The Montana Territory Volunteer Militia was a Militia organized in Montana Territory in 1867 as a result of increased incidents with Native Americans.

== History ==
With sharply increased settlement in Montana Territory at the end of the American Civil War, incidents with Native Americans on Montana's Benton Road and the Bozeman Trail increased dramatically. On May 4, 1867, G. S. Townsend of the U.S. War Department wrote to the acting Territorial Governor of Montana Thomas Francis Meagher on behalf of the U. S. Secretary of War Edwin M. Stanton concerning raising a Montana Territorial Militia:

"In answer to your telegram of April (28) twenty eight in relation to Indian invasion, I am instructed by the Sec'y. of War to inform you that authority has been given by this department to Liet. Genl. Sherman, to call out, organize, officer, arm and subsist such militia force in Montana Territory as he deems necessary for the protection of that Territory, against hostile Indians. Any suggestion you make to Genl. Sherman at St. Louis on matter relating to this subject, will receive his attention. Acknowledge receipt."
— G. S. Townsend to Acting Montana Territorial Governor Thomas F. Meagher, May 4, 1867

By the end of April 1867, a volunteer militia of 80 men had already been organized, and by the end of May, that number had grown to 150, consisting mostly of mounted horsemen.
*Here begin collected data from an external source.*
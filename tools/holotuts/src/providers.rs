//! Contracts for the platform services the scene drives: camera capture,
//! dictation, spatial anchoring and step rendering. Platform implementations
//! live outside this crate; the `Fake*` types record calls for tests.

use crate::errors::HoloTutsError;
use crate::runtime::FileSystem;
use crate::tutorial_store::StepDetails;
use crate::types::Pose;
use std::path::PathBuf;
use std::sync::{Arc, Mutex};

pub trait VideoCaptureProvider {
    /// Begins a camera+microphone capture. Refuses when a capture is already
    /// running or `name` is empty.
    fn start_recording(&mut self, name: &str) -> Result<(), HoloTutsError>;
    /// Stops the running capture and returns the path of the written file.
    fn stop_recording(&mut self) -> Result<String, HoloTutsError>;
    fn is_recording(&self) -> bool;
}

pub trait DictationProvider {
    fn start_recording(&mut self) -> Result<(), HoloTutsError>;
    fn stop_recording(&mut self) -> Result<(), HoloTutsError>;
    fn is_recording(&self) -> bool;
}

pub trait SpatialAnchorProvider {
    fn lock(&mut self, step_id: &str, pose: &Pose) -> Result<(), HoloTutsError>;
}

pub trait StepRenderer {
    fn spawn(&mut self, step: &StepDetails);
    fn refresh(&mut self, step: &StepDetails);
    fn destroy(&mut self, step_id: &str);
    fn clear(&mut self);
    fn play_video(&mut self, step_id: &str, video_file_path: &str);
    fn pause_video(&mut self, step_id: &str);
    /// Points the guidance indicator at a step, or hides it.
    fn point_indicator(&mut self, step_id: Option<&str>);
}

pub struct Collaborators {
    pub video: Box<dyn VideoCaptureProvider>,
    pub dictation: Box<dyn DictationProvider>,
    pub anchors: Box<dyn SpatialAnchorProvider>,
    pub renderer: Box<dyn StepRenderer>,
}

/// File name a capture named `name` is written to: spaces become underscores,
/// lowercased, `.mp4` appended.
pub fn video_file_name(name: &str) -> String {
    format!("{}.mp4", name.trim().replace(' ', "_").to_lowercase())
}

#[derive(Debug, Default)]
struct FakeVideoState {
    recording: Option<String>,
    started: Vec<String>,
    written: Vec<String>,
    fail_next_start: Option<String>,
    fail_next_stop: Option<String>,
}

/// Video capture double. Clones share state; with a file system attached,
/// stopping writes a placeholder file at the returned path.
#[derive(Clone)]
pub struct FakeVideoCapture {
    output_dir: PathBuf,
    file_system: Option<Arc<dyn FileSystem>>,
    state: Arc<Mutex<FakeVideoState>>,
}

impl FakeVideoCapture {
    pub fn new(output_dir: impl Into<PathBuf>) -> Self {
        Self {
            output_dir: output_dir.into(),
            file_system: None,
            state: Arc::new(Mutex::new(FakeVideoState::default())),
        }
    }

    pub fn with_file_system(mut self, file_system: Arc<dyn FileSystem>) -> Self {
        self.file_system = Some(file_system);
        self
    }

    pub fn fail_next_start(&self, message: &str) {
        self.state.lock().expect("video lock").fail_next_start = Some(message.to_string());
    }

    pub fn fail_next_stop(&self, message: &str) {
        self.state.lock().expect("video lock").fail_next_stop = Some(message.to_string());
    }

    pub fn current(&self) -> Option<String> {
        self.state.lock().expect("video lock").recording.clone()
    }

    pub fn started(&self) -> Vec<String> {
        self.state.lock().expect("video lock").started.clone()
    }

    pub fn written(&self) -> Vec<String> {
        self.state.lock().expect("video lock").written.clone()
    }
}

impl VideoCaptureProvider for FakeVideoCapture {
    fn start_recording(&mut self, name: &str) -> Result<(), HoloTutsError> {
        let mut state = self.state.lock().expect("video lock");
        if state.recording.is_some() {
            return Err(HoloTutsError::Provider(
                "a recording is already in progress".to_string(),
            ));
        }
        if name.trim().is_empty() {
            return Err(HoloTutsError::InvalidArgument(
                "missing recording file name".to_string(),
            ));
        }
        if let Some(message) = state.fail_next_start.take() {
            return Err(HoloTutsError::Provider(message));
        }
        state.recording = Some(name.to_string());
        state.started.push(name.to_string());
        Ok(())
    }

    fn stop_recording(&mut self) -> Result<String, HoloTutsError> {
        let mut state = self.state.lock().expect("video lock");
        if let Some(message) = state.fail_next_stop.take() {
            return Err(HoloTutsError::Provider(message));
        }
        let name = state.recording.take().ok_or_else(|| {
            HoloTutsError::Provider("there is no recording in progress".to_string())
        })?;
        let path = self.output_dir.join(video_file_name(&name));
        if let Some(fs) = &self.file_system {
            fs.write_string(&path, "mp4")?;
        }
        let path = path.display().to_string();
        state.written.push(path.clone());
        Ok(path)
    }

    fn is_recording(&self) -> bool {
        self.state.lock().expect("video lock").recording.is_some()
    }
}

#[derive(Debug, Default)]
struct FakeDictationState {
    recording: bool,
    starts: usize,
    stops: usize,
    fail_next_start: Option<String>,
}

#[derive(Clone, Default)]
pub struct FakeDictation {
    state: Arc<Mutex<FakeDictationState>>,
}

impl FakeDictation {
    pub fn new() -> Self {
        Self::default()
    }

    pub fn fail_next_start(&self, message: &str) {
        self.state.lock().expect("dictation lock").fail_next_start = Some(message.to_string());
    }

    pub fn starts(&self) -> usize {
        self.state.lock().expect("dictation lock").starts
    }

    pub fn stops(&self) -> usize {
        self.state.lock().expect("dictation lock").stops
    }
}

impl DictationProvider for FakeDictation {
    fn start_recording(&mut self) -> Result<(), HoloTutsError> {
        let mut state = self.state.lock().expect("dictation lock");
        if let Some(message) = state.fail_next_start.take() {
            return Err(HoloTutsError::Provider(message));
        }
        if state.recording {
            return Err(HoloTutsError::Provider(
                "dictation is already running".to_string(),
            ));
        }
        state.recording = true;
        state.starts += 1;
        Ok(())
    }

    fn stop_recording(&mut self) -> Result<(), HoloTutsError> {
        let mut state = self.state.lock().expect("dictation lock");
        state.recording = false;
        state.stops += 1;
        Ok(())
    }

    fn is_recording(&self) -> bool {
        self.state.lock().expect("dictation lock").recording
    }
}

#[derive(Clone, Default)]
pub struct FakeAnchors {
    locked: Arc<Mutex<Vec<(String, Pose)>>>,
}

impl FakeAnchors {
    pub fn new() -> Self {
        Self::default()
    }

    pub fn locked(&self) -> Vec<(String, Pose)> {
        self.locked.lock().expect("anchors lock").clone()
    }
}

impl SpatialAnchorProvider for FakeAnchors {
    fn lock(&mut self, step_id: &str, pose: &Pose) -> Result<(), HoloTutsError> {
        self.locked
            .lock()
            .expect("anchors lock")
            .push((step_id.to_string(), *pose));
        Ok(())
    }
}

#[derive(Debug, Clone, PartialEq, Eq)]
pub enum RenderEvent {
    Spawn(String),
    Refresh(String),
    Destroy(String),
    Clear,
    Play(String),
    Pause(String),
    Indicator(Option<String>),
}

/// Renderer double that records events and tracks which steps are on screen.
#[derive(Clone, Default)]
pub struct FakeRenderer {
    events: Arc<Mutex<Vec<RenderEvent>>>,
    visible: Arc<Mutex<Vec<String>>>,
}

impl FakeRenderer {
    pub fn new() -> Self {
        Self::default()
    }

    pub fn events(&self) -> Vec<RenderEvent> {
        self.events.lock().expect("render lock").clone()
    }

    pub fn visible(&self) -> Vec<String> {
        self.visible.lock().expect("visible lock").clone()
    }

    fn record(&self, event: RenderEvent) {
        self.events.lock().expect("render lock").push(event);
    }
}

impl StepRenderer for FakeRenderer {
    fn spawn(&mut self, step: &StepDetails) {
        self.record(RenderEvent::Spawn(step.id.clone()));
        let mut visible = self.visible.lock().expect("visible lock");
        if !visible.contains(&step.id) {
            visible.push(step.id.clone());
        }
    }

    fn refresh(&mut self, step: &StepDetails) {
        self.record(RenderEvent::Refresh(step.id.clone()));
    }

    fn destroy(&mut self, step_id: &str) {
        self.record(RenderEvent::Destroy(step_id.to_string()));
        self.visible
            .lock()
            .expect("visible lock")
            .retain(|id| id != step_id);
    }

    fn clear(&mut self) {
        self.record(RenderEvent::Clear);
        self.visible.lock().expect("visible lock").clear();
    }

    fn play_video(&mut self, step_id: &str, _video_file_path: &str) {
        self.record(RenderEvent::Play(step_id.to_string()));
    }

    fn pause_video(&mut self, step_id: &str) {
        self.record(RenderEvent::Pause(step_id.to_string()));
    }

    fn point_indicator(&mut self, step_id: Option<&str>) {
        self.record(RenderEvent::Indicator(step_id.map(str::to_string)));
    }
}

/// Fakes for every collaborator, plus handles to inspect them after they are
/// boxed into a [`Collaborators`].
#[derive(Clone)]
pub struct FakeCollaborators {
    pub video: FakeVideoCapture,
    pub dictation: FakeDictation,
    pub anchors: FakeAnchors,
    pub renderer: FakeRenderer,
}

impl FakeCollaborators {
    pub fn new(video_dir: impl Into<PathBuf>) -> Self {
        Self {
            video: FakeVideoCapture::new(video_dir),
            dictation: FakeDictation::new(),
            anchors: FakeAnchors::new(),
            renderer: FakeRenderer::new(),
        }
    }

    pub fn with_file_system(mut self, file_system: Arc<dyn FileSystem>) -> Self {
        self.video = self.video.with_file_system(file_system);
        self
    }

    pub fn boxed(&self) -> Collaborators {
        Collaborators {
            video: Box::new(self.video.clone()),
            dictation: Box::new(self.dictation.clone()),
            anchors: Box::new(self.anchors.clone()),
            renderer: Box::new(self.renderer.clone()),
        }
    }
}

#[cfg(test)]
mod tests {
    use super::*;

    #[test]
    fn video_file_name_is_sanitized() {
        assert_eq!(video_file_name("Step 1"), "step_1.mp4");
        assert_eq!(video_file_name("tutorial_2_step_3"), "tutorial_2_step_3.mp4");
    }

    #[test]
    fn second_start_is_refused_and_first_capture_is_untouched() {
        let mut video = FakeVideoCapture::new("/videos");
        video.start_recording("tutorial_1_step_1").expect("first");
        let err = video
            .start_recording("tutorial_1_step_2")
            .expect_err("second refused");
        assert!(matches!(err, HoloTutsError::Provider(_)));
        assert_eq!(video.current().as_deref(), Some("tutorial_1_step_1"));

        let path = video.stop_recording().expect("stop");
        assert_eq!(path, "/videos/tutorial_1_step_1.mp4");
        assert!(!video.is_recording());
    }

    #[test]
    fn empty_name_and_idle_stop_are_refused() {
        let mut video = FakeVideoCapture::new("/videos");
        assert!(matches!(
            video.start_recording(" "),
            Err(HoloTutsError::InvalidArgument(_))
        ));
        assert!(matches!(
            video.stop_recording(),
            Err(HoloTutsError::Provider(_))
        ));
    }
}
impl TutorialStore {
    /// Loads the document, or creates and persists an empty one when the file
    /// does not exist yet. Unreadable or malformed documents are fatal.
    pub fn load(options: StoreOptions, file_system: Arc<dyn FileSystem>) -> StoreResult<Self> {
        let path = options.document_path.clone();
        append_run_log(
            "info",
            "tutorial_store.load",
            json!({ "path": path.display().to_string(), "step_ids": options.step_ids.as_str() }),
        );

        let writer = if options.background_writes {
            DocumentWriter::background(Arc::clone(&file_system))
        } else {
            DocumentWriter::inline(Arc::clone(&file_system))
        };

        if !file_system.exists(&path) {
            append_run_log(
                "info",
                "tutorial_store.create",
                json!({ "path": path.display().to_string() }),
            );
            if let Some(parent) = path.parent() {
                file_system.create_dir_all(parent)?;
            }
            let mut store = Self {
                document: TutorialDocument::default(),
                document_path: path,
                step_ids: options.step_ids,
                writer,
            };
            store.persist()?;
            return Ok(store);
        }

        let contents = file_system.read_to_string(&path)?;
        let document = parse_document(&contents)?;
        append_run_log(
            "info",
            "tutorial_store.loaded",
            json!({
                "path": path.display().to_string(),
                "tutorials": document.tutorials.len(),
            }),
        );

        Ok(Self {
            document,
            document_path: path,
            step_ids: options.step_ids,
            writer,
        })
    }

    pub fn document_path(&self) -> &Path {
        &self.document_path
    }

    pub fn step_id_policy(&self) -> StepIdPolicy {
        self.step_ids
    }

    pub fn document(&self) -> &TutorialDocument {
        &self.document
    }

    pub fn tutorials(&self) -> &[Tutorial] {
        &self.document.tutorials
    }

    pub fn tutorial(&self, tutorial_id: &str) -> StoreResult<&Tutorial> {
        self.document
            .tutorials
            .iter()
            .find(|t| t.id == tutorial_id)
            .ok_or_else(|| HoloTutsError::NotFound(format!("tutorial {tutorial_id}")))
    }

    /// The active tutorial: new steps are appended to it.
    pub fn last_tutorial(&self) -> Option<&Tutorial> {
        self.document.tutorials.last()
    }

    pub fn last_step(&self) -> Option<&StepDetails> {
        self.last_tutorial().and_then(Tutorial::last_step)
    }

    pub fn step(&self, handle: &StepHandle) -> StoreResult<&StepDetails> {
        self.tutorial(&handle.tutorial_id)?
            .step(&handle.step_id)
            .ok_or_else(|| HoloTutsError::NotFound(format!("step {}", handle.step_id)))
    }

    pub fn find_tutorial_for_step(&self, step_id: &str) -> StoreResult<&Tutorial> {
        self.document
            .tutorials
            .iter()
            .find(|t| t.steps.iter().any(|s| s.id == step_id))
            .ok_or_else(|| {
                HoloTutsError::NotFound(format!("no tutorial contains step {step_id}"))
            })
    }

    pub fn handle_for_step(&self, step_id: &str) -> StoreResult<StepHandle> {
        let tutorial = self.find_tutorial_for_step(step_id)?;
        Ok(StepHandle {
            tutorial_id: tutorial.id.clone(),
            step_id: step_id.to_string(),
        })
    }

    pub fn create_tutorial(&mut self) -> StoreResult<Tutorial> {
        self.writer.flush()?;
        let highest = self
            .document
            .tutorials
            .iter()
            .map(|t| t.number)
            .max()
            .unwrap_or(0);
        let number = highest.max(self.document.last_tutorial_number) + 1;
        let tutorial = Tutorial::new(number);
        self.document.last_tutorial_number = number;
        self.document.tutorials.push(tutorial.clone());
        append_run_log(
            "info",
            "tutorial_store.create_tutorial",
            json!({ "tutorial_id": tutorial.id }),
        );
        self.persist()?;
        Ok(tutorial)
    }

    /// Appends a step to the active tutorial.
    pub fn create_step(&mut self, pose: Pose) -> StoreResult<StepHandle> {
        self.writer.flush()?;
        let tutorial = self.document.tutorials.last_mut().ok_or_else(|| {
            HoloTutsError::InvalidState("no tutorial exists yet; create one first".to_string())
        })?;
        let step_id = tutorial.add_step(pose).id.clone();
        let handle = StepHandle {
            tutorial_id: tutorial.id.clone(),
            step_id,
        };
        append_run_log(
            "info",
            "tutorial_store.create_step",
            json!({ "tutorial_id": handle.tutorial_id, "step_id": handle.step_id }),
        );
        self.persist()?;
        Ok(handle)
    }

    pub fn update_step(
        &mut self,
        handle: &StepHandle,
        update: StepUpdate,
    ) -> StoreResult<StepDetails> {
        self.writer.flush()?;
        let step = self
            .document
            .tutorials
            .iter_mut()
            .find(|t| t.id == handle.tutorial_id)
            .ok_or_else(|| HoloTutsError::NotFound(format!("tutorial {}", handle.tutorial_id)))?
            .steps
            .iter_mut()
            .find(|s| s.id == handle.step_id)
            .ok_or_else(|| HoloTutsError::NotFound(format!("step {}", handle.step_id)))?;
        step.apply(update);
        let updated = step.clone();
        self.persist()?;
        Ok(updated)
    }

    pub fn update_last_step(&mut self, update: StepUpdate) -> StoreResult<StepDetails> {
        let tutorial = self.last_tutorial().ok_or_else(|| {
            HoloTutsError::InvalidState("no tutorial exists yet; create one first".to_string())
        })?;
        let step = tutorial
            .last_step()
            .ok_or_else(|| HoloTutsError::NotFound(format!("{} has no steps", tutorial.id)))?;
        let handle = StepHandle {
            tutorial_id: tutorial.id.clone(),
            step_id: step.id.clone(),
        };
        self.update_step(&handle, update)
    }

    /// Key-addressed form of [`Self::update_last_step`] for callers that only
    /// have a field name, e.g. UI bindings. Keys use the document's field names.
    pub fn update_last_step_by_key(&mut self, key: &str, value: Value) -> StoreResult<StepDetails> {
        let update = match key {
            "videoFilePath" => StepUpdate::SetVideoPath(string_value(key, value)?),
            "transcript" => StepUpdate::SetTranscript(string_value(key, value)?),
            "globalPose" => StepUpdate::SetPose(serde_json::from_value(value).map_err(|e| {
                HoloTutsError::InvalidArgument(format!("globalPose is not a pose: {e}"))
            })?),
            _ => {
                return Err(HoloTutsError::InvalidArgument(format!(
                    "step has no field named {key} that can be set"
                )))
            }
        };
        self.update_last_step(update)
    }

    /// Removes a step and its video file. Under [`StepIdPolicy::Renumber`] the
    /// steps after it shift down and their video files are renamed; the
    /// returned [`DeletedStep::renamed`] lists every id that changed. A failed
    /// rename leaves both the document and the files as they were.
    pub fn delete_step(&mut self, step_id: &str) -> StoreResult<DeletedStep> {
        self.writer.flush()?;
        let deleted = self.remove_step(step_id)?;
        self.persist()?;
        Ok(deleted)
    }

    /// Deletes every step of the tutorial, then the tutorial itself, and writes
    /// the result once.
    pub fn delete_tutorial(&mut self, tutorial_id: &str) -> StoreResult<Tutorial> {
        self.writer.flush()?;
        let step_ids = self
            .tutorial(tutorial_id)?
            .steps
            .iter()
            .rev()
            .map(|s| s.id.clone())
            .collect::<Vec<_>>();
        for step_id in &step_ids {
            self.remove_step(step_id)?;
        }

        let index = self
            .document
            .tutorials
            .iter()
            .position(|t| t.id == tutorial_id)
            .ok_or_else(|| HoloTutsError::NotFound(format!("tutorial {tutorial_id}")))?;
        let removed = self.document.tutorials.remove(index);
        append_run_log(
            "info",
            "tutorial_store.delete_tutorial",
            json!({ "tutorial_id": tutorial_id, "steps": step_ids.len() }),
        );
        self.persist()?;
        Ok(removed)
    }

    /// Deletes every tutorial with its step videos, then resets the document.
    /// Returns how many tutorials were removed.
    pub fn delete_all(&mut self) -> StoreResult<usize> {
        let tutorial_ids = self
            .document
            .tutorials
            .iter()
            .map(|t| t.id.clone())
            .collect::<Vec<_>>();
        for tutorial_id in &tutorial_ids {
            self.delete_tutorial(tutorial_id)?;
        }
        self.reset()?;
        Ok(tutorial_ids.len())
    }

    /// Clears every tutorial. Video files are left alone.
    pub fn reset(&mut self) -> StoreResult<()> {
        self.writer.flush()?;
        self.document = TutorialDocument::default();
        append_run_log("info", "tutorial_store.reset", json!({}));
        self.persist()
    }

    /// Waits for a queued background write.
    pub fn flush(&mut self) -> StoreResult<()> {
        self.writer.flush()
    }

    fn remove_step(&mut self, step_id: &str) -> StoreResult<DeletedStep> {
        let (tutorial_index, step_index) = self
            .document
            .tutorials
            .iter()
            .enumerate()
            .find_map(|(ti, t)| t.steps.iter().position(|s| s.id == step_id).map(|si| (ti, si)))
            .ok_or_else(|| HoloTutsError::NotFound(format!("step {step_id}")))?;

        let renumbering = self.step_ids == StepIdPolicy::Renumber;
        let plan = if renumbering {
            renumber_plan(&self.document.tutorials[tutorial_index], step_index)
        } else {
            Vec::new()
        };

        // The removed step's video is parked first so a renamed neighbour can
        // take its file name.
        let fs = Arc::clone(self.writer.file_system());
        let existing_video = self.document.tutorials[tutorial_index].steps[step_index]
            .video_file_path
            .as_deref()
            .filter(|p| !p.is_empty())
            .map(PathBuf::from)
            .filter(|p| fs.exists(p));
        let parked = existing_video
            .filter(|_| plan.iter().any(|item| item.video.is_some()))
            .map(|path| {
                let mut parked = path.clone().into_os_string();
                parked.push(".deleting");
                (path, PathBuf::from(parked))
            });

        let moves = parked
            .iter()
            .cloned()
            .chain(plan.iter().filter_map(|item| item.video.clone()))
            .filter(|(from, _)| fs.exists(from))
            .collect::<Vec<_>>();
        apply_moves(fs.as_ref(), &moves, step_id)?;

        let tutorial = &mut self.document.tutorials[tutorial_index];
        let removed = tutorial.steps.remove(step_index);
        let mut renamed = Vec::with_capacity(plan.len());
        for item in plan {
            let step = &mut tutorial.steps[item.index];
            renamed.push(RenamedStep {
                from: std::mem::replace(&mut step.id, item.id),
                to: step.id.clone(),
            });
            step.number = item.number;
            step.name = step_name(item.number);
            if let Some((_, to)) = item.video {
                step.video_file_path = Some(to.display().to_string());
            }
        }
        if renumbering {
            tutorial.last_step_number = tutorial.steps.len() as u32;
        }

        match &parked {
            Some((_, parked_path)) => self.remove_video_file(&removed.id, parked_path),
            None => self.remove_video(&removed),
        }

        append_run_log(
            "info",
            "tutorial_store.delete_step",
            json!({
                "step_id": step_id,
                "policy": self.step_ids.as_str(),
                "renamed": renamed.len(),
            }),
        );
        Ok(DeletedStep {
            step: removed,
            renamed,
        })
    }

    fn remove_video(&self, step: &StepDetails) {
        let Some(path) = step.video_file_path.as_deref().filter(|p| !p.is_empty()) else {
            return;
        };
        self.remove_video_file(&step.id, Path::new(path));
    }

    fn remove_video_file(&self, step_id: &str, path: &Path) {
        let fs = self.writer.file_system();
        if !fs.exists(path) {
            return;
        }
        if let Err(error) = fs.remove_file(path) {
            append_run_log(
                "warn",
                "tutorial_store.video_delete_failed",
                json!({ "step_id": step_id, "path": path.display().to_string(), "error": error.to_string() }),
            );
        }
    }

    fn persist(&mut self) -> StoreResult<()> {
        let contents = serde_json::to_string_pretty(&self.document)
            .map_err(|e| HoloTutsError::Io(e.to_string()))?;
        append_run_log(
            "debug",
            "tutorial_store.save",
            json!({
                "path": self.document_path.display().to_string(),
                "bytes": contents.len(),
                "background": self.writer.is_background(),
            }),
        );
        self.writer.write(&self.document_path, contents)
    }
}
Acting governor Thomas Francis Meagher commissioned Thomas Thoroughman, an ex-Confederate lieutenant colonel, a brigadier general to command the Montana Militia in spring of 1867, and commissioned Walter W. De Lacy Colonel. In May 1867, the Montana Volunteer Militia under Thoroughman and De Lacy built Fort Elizabeth Meagher at the mouth of Rocky Creek in Gallatin County, Montana, to provide settlers protection from "hostile" Sioux and Crow Indians. By the end of July 1867, the Volunteer Militia force numbered 513 men present for duty, consisting of 32 officers and 481 enlisted men. Desertions were common, and in the summer a detachment of about one hundred men stationed on the Upper Yellowstone River deserted at once. On July 1, 1867, Acting Governor Meagher drowned in the Missouri River at Fort Benton, Montana, while receiving a shipment of ammunition for the Montana Militia. Governor Green Clay Smith then demoted Thomas Thoroughman to colonel, giving him principal responsibility in the Gallatin Valley. At the end of July, Smith issued a proclamation "calling for the service of 800 men for six months from the 1st of August, and inviting the old force to reenlist."

The arrival of United States Army regiments in Montana Territory from 1866 to 1867, including companies from the 2nd Cavalry, 7th Infantry, First Battalion, 13th Infantry and Second Battalion, 18th Infantry (redesignated the 27th Infantry), relieved the need for a Territorial Militia, and after fighting no battles, the Montana Territory Volunteer Militia was disbanded by January 1868.